The Times says that the “article” was in fact a letter, and that it was clearly marked as such. The newspaper adds that:

  • South African courts have repeatedly endorsed a ruling by Chief Justice Innes, almost 100 years ago, that fair comment does not have to be impartial or well-balanced in order to be protected as fair comment; and
  • Justice Cameron pointed out in the McBride case (vs. The Citizen): “In fact, fair…means merely that the opinion must be one that a fair person, however extreme, might honestly hold, even if the views are extravagant, exaggerated, or even prejudiced. The comment need be fair only in the sense that objectively speaking it qualifies as an honest, genuine (though possibly exaggerated or prejudiced) expression of opinion relevant to the facts upon which it was based, and not disclosing malice.”

The publication concludes: “We submit that our publication of the letter is amply protected by this definition [and]… that there has been no breach of the Press Code.”

Armsa’s reference to Mahaga stems from the story in Sunday Times, where he is quoted as saying the following regarding delays in finalising complaints against magistrates: “Each misconduct complaint is investigated on its own unique set of facts. The complexity … and the availability of evidential material will have an impact.” The article added that he said many complaints stemmed from unhappiness with a judgment of sentence.

I note that the letter included the statement about “unhappiness with a judgment or sentence”, and that it omitted the part in inverted commas. However, I do not believe that this omission can reasonably be construed as material.

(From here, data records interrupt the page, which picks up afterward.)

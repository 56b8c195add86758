//! 发送缓冲大小对吞吐的影响
//!
//! 链式拓扑 n0 -> n3，paced source 以 20Mbps 发送 1040 字节载荷，
//! 发送缓冲从 0 逐步增大到 33*1500 字节，每个取值独立跑一次仿真，
//! 记录 "缓冲(KB)\t吞吐(Kbps)"。

use clap::Parser;
use paced_sim::net::DataRate;
use paced_sim::scenario::{AppSpec, ScenarioReport, ScenarioSpec, TopologySpec, run_scenario};
use std::error::Error;
use std::fmt::Write as _;
use std::fs;
use std::path::PathBuf;
use std::process::ExitCode;
use tracing::info;

#[derive(Debug, Parser)]
#[command(name = "buffer-sweep", about = "发送缓冲大小扫描：链式拓扑上的吞吐")]
struct Args {
    /// 缓冲步长（字节）
    #[arg(long, default_value_t = 1500)]
    step_bytes: u64,

    /// 最大缓冲 = max_steps * step_bytes
    #[arg(long, default_value_t = 33)]
    max_steps: u64,

    #[arg(long, default_value_t = 1040)]
    payload_bytes: u32,

    #[arg(long, default_value = "20Mbps")]
    rate: DataRate,

    #[arg(long, default_value_t = 1.0)]
    start_s: f64,

    #[arg(long, default_value_t = 10.0)]
    stop_s: f64,

    #[arg(long, default_value_t = 15.0)]
    until_s: f64,

    /// 瓶颈链路队列大小（包）
    #[arg(long)]
    queue_pkts: Option<u64>,

    /// 输出文件（每行：缓冲KB \t 吞吐Kbps）
    #[arg(long, default_value = "tput.plotme")]
    out: PathBuf,

    /// 最后一次运行的流统计 JSON
    #[arg(long)]
    flow_json: Option<PathBuf>,
}

fn spec_for(args: &Args, buf_bytes: u64) -> ScenarioSpec {
    let mut app = AppSpec::new(0, 3);
    app.payload_bytes = args.payload_bytes;
    app.rate = args.rate;
    app.start_s = args.start_s;
    app.stop_s = Some(args.stop_s);
    app.snd_buf_bytes = Some(buf_bytes);
    ScenarioSpec {
        topology: TopologySpec::Chain {
            access: None,
            bottleneck: None,
        },
        queue_pkts: args.queue_pkts,
        until_s: args.until_s,
        apps: vec![app],
    }
}

fn throughput_bps(report: &ScenarioReport) -> f64 {
    report
        .apps
        .first()
        .and_then(|a| report.app_flow(a.app))
        .and_then(|f| f.throughput_bps)
        .unwrap_or(0.0)
}

fn run(args: Args) -> Result<(), Box<dyn Error>> {
    let mut lines = String::new();
    let mut last = None;
    for step in 0..=args.max_steps {
        let buf = step.saturating_mul(args.step_bytes);
        let report = run_scenario(&spec_for(&args, buf))?;
        let tput = throughput_bps(&report);
        info!(buf_bytes = buf, throughput_bps = tput, "sweep point");
        writeln!(lines, "{}\t{}", buf / 1000, tput / 1000.0)?;
        last = Some(report);
    }
    fs::write(&args.out, lines)?;
    eprintln!("wrote {}", args.out.display());

    if let (Some(path), Some(report)) = (&args.flow_json, last) {
        fs::write(path, serde_json::to_string_pretty(&report.flows)?)?;
        eprintln!("wrote flow stats to {}", path.display());
    }
    Ok(())
}

fn main() -> ExitCode {
    tracing_subscriber::fmt()
        .with_env_filter(
            tracing_subscriber::EnvFilter::try_from_default_env()
                .unwrap_or_else(|_| tracing_subscriber::EnvFilter::new("info")),
        )
        .with_file(true)
        .with_line_number(true)
        .with_target(true)
        .with_writer(std::io::stderr)
        .init();

    match run(Args::parse()) {
        Ok(()) => ExitCode::SUCCESS,
        Err(e) => {
            eprintln!("error: {e}");
            ExitCode::FAILURE
        }
    }
}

The argument by The Times regarding fair comment is flawless. Let me emphasise, though, that the Press Code indeed amply supports the sentiments voiced in both the above-mentioned judgments by our courts (as implied by the publication).

It will be a sad day for our democracy in general and our press in particular if this office finds against a newspaper that publishes people’s opinions that are indeed protected by the Code. The mere fact that Armsa complained about this issue is worrying.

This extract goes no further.